La situazione - prosegue - appare ancora più pesante se osserviamo lo stato dei beni comuni presenti nella nostra città, in particolare di quelli che dovrebbero essere dedicati ad attività culturali e sociali. Lo scenario è desolante, a partire dalla biblioteca civica Ruggiero che molti mesi è chiusa per lavori di ristrutturazione. In particolare dall’esterno si nota il giardino del cortile interno che è in uno stato di abbandono deplorevole. Seguendo il nostro viaggio nei siti comunali beni comuni lo scenario non cambia: da tempo non sono adeguatamente accessibili gli spazi di Sant’Agostino, con l’archivio e la biblioteca non accessibili. Per non parlare degli spazi della Caserma Sacchi che si trovano in periferia nella zona di Centurano. Negli ultimi tempi anche la villetta Giaquinto nel centro della città è poco frequentabile per vari lavori in corso.
Gli unici spazi disponibili per ora rimangono quello della biblioteca diocesana e Villa Vitrone (che gestita dalla Provincia), a cui si affiancano le sale delle tre librerie (Feltrinelli, Giunti e Pacifico) disponibili per organizzare incontri ed eventi per la presentazione di libri e progetti.
Per questi motivi - continua la nota - come associazioni culturali e civili ribadiamo la proposta di organizzare un incontro pubblico nella sala del comune per mettere a fuoco questa situazione e per promuovere attività volte a ripartire con la cultura.
Pensiamo che sia venuto il momento nel quale questa storia democratica, culturale, sociale e civile di Caserta trovi un suo spazio di raccolta di materiali, archivi, testimonianze, pubblicazioni. Trovi la possibilità che tutto questo sia posto a base di nuove conoscenze, di nuovi studi, di nuove consapevolezze. Possa articolarsi con programmi di attività informative, formative e di produzione culturale dedicata.
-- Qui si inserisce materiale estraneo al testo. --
/**
 * MIT License
 *
 * Copyright (c) 2025 Takatoshi Kondo
 *
 * Permission is hereby granted, free of charge, to any person obtaining a copy
 * of this software and associated documentation files (the "Software"), to deal
 * in the Software without restriction, including without limitation the rights
 * to use, copy, modify, merge, publish, distribute, sublicense, and/or sell
 * copies of the Software, and to permit persons to whom the Software is
 * furnished to do so, subject to the following conditions:
 *
 * The above copyright notice and this permission notice shall be included in all
 * copies or substantial portions of the Software.
 *
 * THE SOFTWARE IS PROVIDED "AS IS", WITHOUT WARRANTY OF ANY KIND, EXPRESS OR
 * IMPLIED, INCLUDING BUT NOT LIMITED TO THE WARRANTIES OF MERCHANTABILITY,
 * FITNESS FOR A PARTICULAR PURPOSE AND NONINFRINGEMENT. IN NO EVENT SHALL THE
 * AUTHORS OR COPYRIGHT HOLDERS BE LIABLE FOR ANY CLAIM, DAMAGES OR OTHER
 * LIABILITY, WHETHER IN AN ACTION OF CONTRACT, TORT OR OTHERWISE, ARISING FROM,
 * OUT OF OR IN CONNECTION WITH THE SOFTWARE OR THE USE OR OTHER DEALINGS IN THE
 * SOFTWARE.
 */
use arrayvec::ArrayVec;
use core::convert::TryFrom;
use core::fmt;
use serde::{Deserialize, Deserializer, Serialize, Serializer};

/// MQTT "Remaining Length" variable byte integer: 1-4 bytes, 7 data bits
/// per byte, high bit set on every byte but the last.
///
/// The codec uses this type for the full protocol range
/// (`0..=0x0FFF_FFFF`); [`crate::mqtt::packet::Message`] separately
/// enforces the crate's 4096-byte implementation cap while streaming a
/// packet in, so a round-trip through `VariableByteInteger` alone does not
/// imply an accepted packet size.
#[derive(Debug, Clone, PartialEq, Eq)]
pub struct VariableByteInteger {
    encoded: ArrayVec<u8, 4>,
}

impl VariableByteInteger {
    pub const MAX: u32 = 0x0FFF_FFFF;

    /// Encode a `u32` into 1-4 bytes, return `None` if too large.
    pub fn from_u32(mut value: u32) -> Option<Self> {
        if value > Self::MAX {
            return None;
        }
        let mut buf = ArrayVec::<u8, 4>::new();
        loop {
            let mut byte = (value % 128) as u8;
            value /= 128;
            if value > 0 {
                byte |= 0x80;
            }
            buf.push(byte);
            if value == 0 {
                break;
            }
        }
        Some(Self { encoded: buf })
    }

    pub fn to_u32(&self) -> u32 {
        let mut multiplier = 1u32;
        let mut result = 0u32;
        for &b in &*self.encoded {
            result += u32::from(b & 0x7F) * multiplier;
            multiplier = multiplier.saturating_mul(128);
        }
        result
    }

    pub fn size(&self) -> usize {
        self.encoded.len()
    }

    pub fn as_bytes(&self) -> &[u8] {
        &self.encoded
    }

    /// Streaming decode: `Ok(vbi, consumed)` once the continuation bit
    /// clears, `Incomplete` if `buf` might still grow into a valid
    /// encoding, `Err` on a malformed (too many continuation bytes or
    /// overflowing) encoding.
    pub fn decode_stream(buf: &[u8]) -> DecodeResult<Self> {
        let mut multiplier = 1u32;
        let mut value = 0u32;

        for (i, &b) in buf.iter().take(4).enumerate() {
            value = value
                .checked_add(u32::from(b & 0x7F) * multiplier)
                .unwrap_or(u32::MAX);
            if value > Self::MAX {
                return DecodeResult::Err("variable byte integer too large");
            }

            if (b & 0x80) == 0 {
                return match Self::from_u32(value) {
                    Some(vbi) => DecodeResult::Ok(vbi, i + 1),
                    None => DecodeResult::Err("encoding failure"),
                };
            }
            multiplier = multiplier.checked_mul(128).unwrap_or(0);
        }

        if buf.len() < 4 {
            DecodeResult::Incomplete
        } else {
            DecodeResult::Err("malformed variable byte integer: too many continuation bytes")
        }
    }
}

/// Result of [`VariableByteInteger::decode_stream`].
#[derive(Debug, Clone, Copy, PartialEq, Eq)]
pub enum DecodeResult<T> {
    Ok(T, usize),
    Incomplete,
    Err(&'static str),
}

impl Serialize for VariableByteInteger {
    fn serialize<S>(&self, serializer: S) -> Result<S::Ok, S::Error>
    where
        S: Serializer,
    {
        serializer.serialize_u32(self.to_u32())
    }
}

impl<'de> Deserialize<'de> for VariableByteInteger {
    fn deserialize<D>(deserializer: D) -> Result<Self, D::Error>
    where
        D: Deserializer<'de>,
    {
        let val = u32::deserialize(deserializer)?;
        VariableByteInteger::from_u32(val).ok_or_else(|| serde::de::Error::custom("value too large"))
    }
}

impl fmt::Display for VariableByteInteger {
    fn fmt(&self, f: &mut fmt::Formatter<'_>) -> fmt::Result {
        write!(f, "{}", self.to_u32())
    }
}

impl From<VariableByteInteger> for u32 {
    fn from(vbi: VariableByteInteger) -> Self {
        vbi.to_u32()
    }
}

impl TryFrom<u32> for VariableByteInteger {
    type Error = &'static str;
    fn try_from(value: u32) -> Result<Self, Self::Error> {
        VariableByteInteger::from_u32(value).ok_or("value too large")
    }
}

#[cfg(test)]
mod tests {
    use super::*;

    #[test]
    fn round_trips_boundary_values() {
        for &v in &[0u32, 1, 127, 128, 16383, 16384, 2097151, 2097152, 4096] {
            let vbi = VariableByteInteger::from_u32(v).unwrap();
            assert_eq!(vbi.to_u32(), v);
            match VariableByteInteger::decode_stream(vbi.as_bytes()) {
                DecodeResult::Ok(decoded, consumed) => {
                    assert_eq!(consumed, vbi.size());
                    assert_eq!(decoded.to_u32(), v);
                }
                other => panic!("expected Ok for {v}, got {other:?}"),
            }
        }
    }

    #[test]
    fn rejects_five_continuation_bytes() {
        let malformed = [0xFF, 0xFF, 0xFF, 0xFF, 0x7F];
        assert!(matches!(
            VariableByteInteger::decode_stream(&malformed),
            DecodeResult::Err(_)
        ));
    }

    #[test]
    fn reports_incomplete_when_still_continuing() {
        assert_eq!(
            VariableByteInteger::decode_stream(&[0x80, 0x80]),
            DecodeResult::Incomplete
        );
    }
}
// MIT License
//
// Copyright (c) 2025 Takatoshi Kondo
//
// Permission is hereby granted, free of charge, to any person obtaining a copy
// of this software and associated documentation files (the "Software"), to deal
// in the Software without restriction, including without limitation the rights
// to use, copy, modify, merge, publish, distribute, sublicense, and/or sell
// copies of the Software, and to permit persons to whom the Software is
// furnished to do so, subject to the following conditions:
//
// The above copyright notice and this permission notice shall be included in all
// copies or substantial portions of the Software.
//
// THE SOFTWARE IS PROVIDED "AS IS", WITHOUT WARRANTY OF ANY KIND, EXPRESS OR
// IMPLIED, INCLUDING BUT NOT LIMITED TO THE WARRANTIES OF MERCHANTABILITY,
// FITNESS FOR A PARTICULAR PURPOSE AND NONINFRINGEMENT. IN NO EVENT SHALL THE
// AUTHORS OR COPYRIGHT HOLDERS BE LIABLE FOR ANY CLAIM, DAMAGES OR OTHER
// LIABILITY, WHETHER IN AN ACTION OF CONTRACT, TORT OR OTHERWISE, ARISING FROM,
// OUT OF OR IN CONNECTION WITH THE SOFTWARE OR THE USE OR OTHER DEALINGS IN THE
// SOFTWARE.

mod common;

use common::memory_pair;
use tinymqtt::mqtt::packet::{Message, PacketType, ParseOutcome};
use tinymqtt::mqtt::transport::Transport;
use tinymqtt::mqtt::{Broker, BrokerConfig, ClientConfig};

/// Reads exactly one full packet off `transport` and returns it, panicking
/// if nothing is available.
fn read_one(transport: &mut impl Transport) -> Message {
    let mut msg = Message::new();
    loop {
        assert!(transport.available() > 0, "expected a packet, got none");
        let byte = transport.read_byte();
        match msg.incoming(byte) {
            ParseOutcome::Complete => return msg,
            ParseOutcome::Continue => continue,
            ParseOutcome::Error(reason) => panic!("framing error: {reason}"),
        }
    }
}

/// Scenario 3 from the spec: a local subscribe gets forwarded upstream via
/// the bridge, and an upstream publish fans out to the matching local
/// client without being echoed back upstream.
#[test]
fn local_subscribe_forwards_upstream_and_upstream_publish_fans_out_locally() {
    use tinymqtt::mqtt::packet::Qos;

    let (mut upstream_end, bridge_transport) = memory_pair();

    let mut broker = Broker::new(common::QueueListener::new(), BrokerConfig::default());
    broker
        .connect_bridge(
            Box::new(bridge_transport),
            ClientConfig {
                client_id: "bridge".into(),
                ..Default::default()
            },
            0,
        )
        .unwrap();

    // Drain the CONNECT the bridge just sent, then answer with CONNACK.
    let connect = read_one(&mut upstream_end);
    assert_eq!(connect.packet_type(), Some(PacketType::Connect));

    let mut connack = Message::build(PacketType::Connack, 0);
    connack.add_u8(0);
    connack.add_u8(0);
    connack.complete().unwrap();
    upstream_end.write_all(connack.as_bytes()).unwrap();

    broker.tick(0);
    assert_eq!(broker.bridge_state(), tinymqtt::mqtt::BridgeState::Connected);

    let local = broker.attach_local("L");
    broker.subscribe_local(local, "a/#", Qos::AtMostOnce).unwrap();

    let subscribe = read_one(&mut upstream_end);
    assert_eq!(subscribe.packet_type(), Some(PacketType::Subscribe));
    assert!(upstream_end.available() == 0);

    let mut publish = Message::build(PacketType::Publish, 0);
    publish.add_lp_bytes(b"a/b");
    publish.add_bytes(b"1");
    publish.complete().unwrap();
    upstream_end.write_all(publish.as_bytes()).unwrap();

    broker.tick(0);

    let deliveries = broker.drain_local_deliveries(local);
    assert_eq!(deliveries, vec![("a/b".to_string(), b"1".to_vec())]);

    // No echo: the bridge must not have written anything back upstream.
    assert_eq!(upstream_end.available(), 0);
}
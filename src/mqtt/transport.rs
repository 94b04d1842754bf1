// MIT License
//
// Copyright (c) 2025 Takatoshi Kondo
//
// Permission is hereby granted, free of charge, to any person obtaining a copy
// of this software and associated documentation files (the "Software"), to deal
// in the Software without restriction, including without limitation the rights
// to use, copy, modify, merge, publish, distribute, sublicense, and/or sell
// copies of the Software, and to permit persons to whom the Software is
// furnished to do so, subject to the following conditions:
//
// The above copyright notice and this permission notice shall be included in all
// copies or substantial portions of the Software.
//
// THE SOFTWARE IS PROVIDED "AS IS", WITHOUT WARRANTY OF ANY KIND, EXPRESS OR
// IMPLIED, INCLUDING BUT NOT LIMITED TO THE WARRANTIES OF MERCHANTABILITY,
// FITNESS FOR A PARTICULAR PURPOSE AND NONINFRINGEMENT. IN NO EVENT SHALL THE
// AUTHORS OR COPYRIGHT HOLDERS BE LIABLE FOR ANY CLAIM, DAMAGES OR OTHER
// LIABILITY, WHETHER IN AN ACTION OF CONTRACT, TORT OR OTHERWISE, ARISING FROM,
// OUT OF OR IN CONNECTION WITH THE SOFTWARE OR THE USE OR OTHER DEALINGS IN THE
// SOFTWARE.

//! The I/O seam. [`ClientSession`](crate::mqtt::ClientSession) and
//! [`Broker`](crate::mqtt::Broker) only ever talk to these two traits —
//! nothing in this crate touches a socket directly, so the core builds
//! for `no_std + alloc` and tests run against an in-memory double.

/// A single byte-stream connection: either a broker-accepted socket or
/// the broker's outbound bridge connection.
pub trait Transport {
    /// Number of bytes immediately available to `read_byte` without
    /// blocking.
    fn available(&mut self) -> usize;

    /// Read one byte. Only called when `available() > 0`.
    fn read_byte(&mut self) -> u8;

    /// Write the whole buffer or fail. QoS 0 offers no retry: a short
    /// write is treated the same as a closed transport.
    fn write_all(&mut self, bytes: &[u8]) -> Result<(), super::error::TransportError>;

    /// Whether the underlying connection is still open.
    fn connected(&self) -> bool;

    /// Close the underlying connection.
    fn stop(&mut self);
}

/// Produces newly accepted [`Transport`]s for a broker's listening port.
pub trait Listener {
    type Transport: Transport;

    /// Non-blocking accept: `None` if nothing is waiting.
    fn accept(&mut self) -> Option<Self::Transport>;
}

#[cfg(feature = "std")]
pub mod std_tcp {
    //! `std::net` backed [`Transport`]/[`Listener`] implementations.

    use super::Transport;
    use crate::mqtt::error::TransportError;
    use std::io::{Read, Write};
    use std::net::{TcpListener as StdTcpListener, TcpStream};

    /// Wraps a connected, non-blocking [`TcpStream`].
    pub struct TcpTransport {
        stream: TcpStream,
        connected: bool,
    }

    impl TcpTransport {
        pub fn new(stream: TcpStream) -> std::io::Result<Self> {
            stream.set_nonblocking(true)?;
            let _ = stream.set_nodelay(true);
            Ok(Self {
                stream,
                connected: true,
            })
        }
    }

    impl Transport for TcpTransport {
        fn available(&mut self) -> usize {
            if !self.connected {
                return 0;
            }
            let mut probe = [0u8; 1];
            match self.stream.peek(&mut probe) {
                Ok(0) => {
                    self.connected = false;
                    0
                }
                Ok(_) => 1,
                Err(e) if e.kind() == std::io::ErrorKind::WouldBlock => 0,
                Err(_) => {
                    self.connected = false;
                    0
                }
            }
        }

        fn read_byte(&mut self) -> u8 {
            let mut byte = [0u8; 1];
            match self.stream.read_exact(&mut byte) {
                Ok(()) => byte[0],
                Err(_) => {
                    self.connected = false;
                    0
                }
            }
        }

        fn write_all(&mut self, bytes: &[u8]) -> Result<(), TransportError> {
            match self.stream.write_all(bytes) {
                Ok(()) => Ok(()),
                Err(_) => {
                    self.connected = false;
                    Err(TransportError)
                }
            }
        }

        fn connected(&self) -> bool {
            self.connected
        }

        fn stop(&mut self) {
            let _ = self.stream.shutdown(std::net::Shutdown::Both);
            self.connected = false;
        }
    }

    /// Wraps a non-blocking [`StdTcpListener`].
    pub struct TcpListener {
        listener: StdTcpListener,
    }

    impl TcpListener {
        pub fn bind(addr: impl std::net::ToSocketAddrs) -> std::io::Result<Self> {
            let listener = StdTcpListener::bind(addr)?;
            listener.set_nonblocking(true)?;
            Ok(Self { listener })
        }
    }

    impl super::Listener for TcpListener {
        type Transport = TcpTransport;

        fn accept(&mut self) -> Option<Self::Transport> {
            match self.listener.accept() {
                Ok((stream, _addr)) => TcpTransport::new(stream).ok(),
                Err(_) => None,
            }
        }
    }
}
Presidiare la memoria per poter continuare a costruire il proprio percorso di comunità libera e inclusiva. Presidiare la memoria per alimentare la democrazia e la libertà dell’oggi e del futuro.
A tal fine abbiamo lanciato un appello al Comune di Caserta per chiedere di individuare una sede nelle proprie disponibilità, che possa essere adeguata ad ospitare LA CASA DELLA CULTURA DEMOCRATICA E SOCIALE, luogo aperto di ricerca ed elaborazione culturale che possa vivere della partecipazione attiva del tessuto associativo e particolarmente indirizzato alle giovani generazioni, ed essere gestito con le forme più aperte e partecipate possibili.
Negli incontri di discussione - si legge ancora - promossi da dalle Piazze del Sapere – in collaborazione con le altre associazioni culturali - una idea molto simile è emersa in diversi contributi. Uno spazio attivo a disposizione della elaborazione anche della necessaria nuova cultura che non potrà che essere insieme Europea e Mediterranea. Dobbiamo creare uno spazio vivo che invece di subire l’espropriazione della propria storia, anche con una diversa concezione e pratica delle nuove tecnologie tale da porle così al servizio di una effettiva utilità generale, possa vedere proiettata, proprio questa storia, in modo fecondo e libero, sovrano, nell’orizzonte del futuro.
In merito come Piazze del Sapere - conclude la nota - stiamo preparando un programma di eventi e di incontri che a breve organizzeremo nella Feltrinelli: a partire dalla presentazione di Giuseppe Ferrara sul volontariato e sullo sfruttamento in Terra di Lavoro. A seguire ci occuperemo di un altro tema di grande attualità, come quello dell’ambiente e dello sviluppo eco-sostenibile. Inoltre torneremo a parlare di intelligenza artificiale ed insieme con Mettiamoci in gioco dell’azzardo, una vera piaga che sta dilagando in varie zone della provincia (soprattutto a danno dei giovani).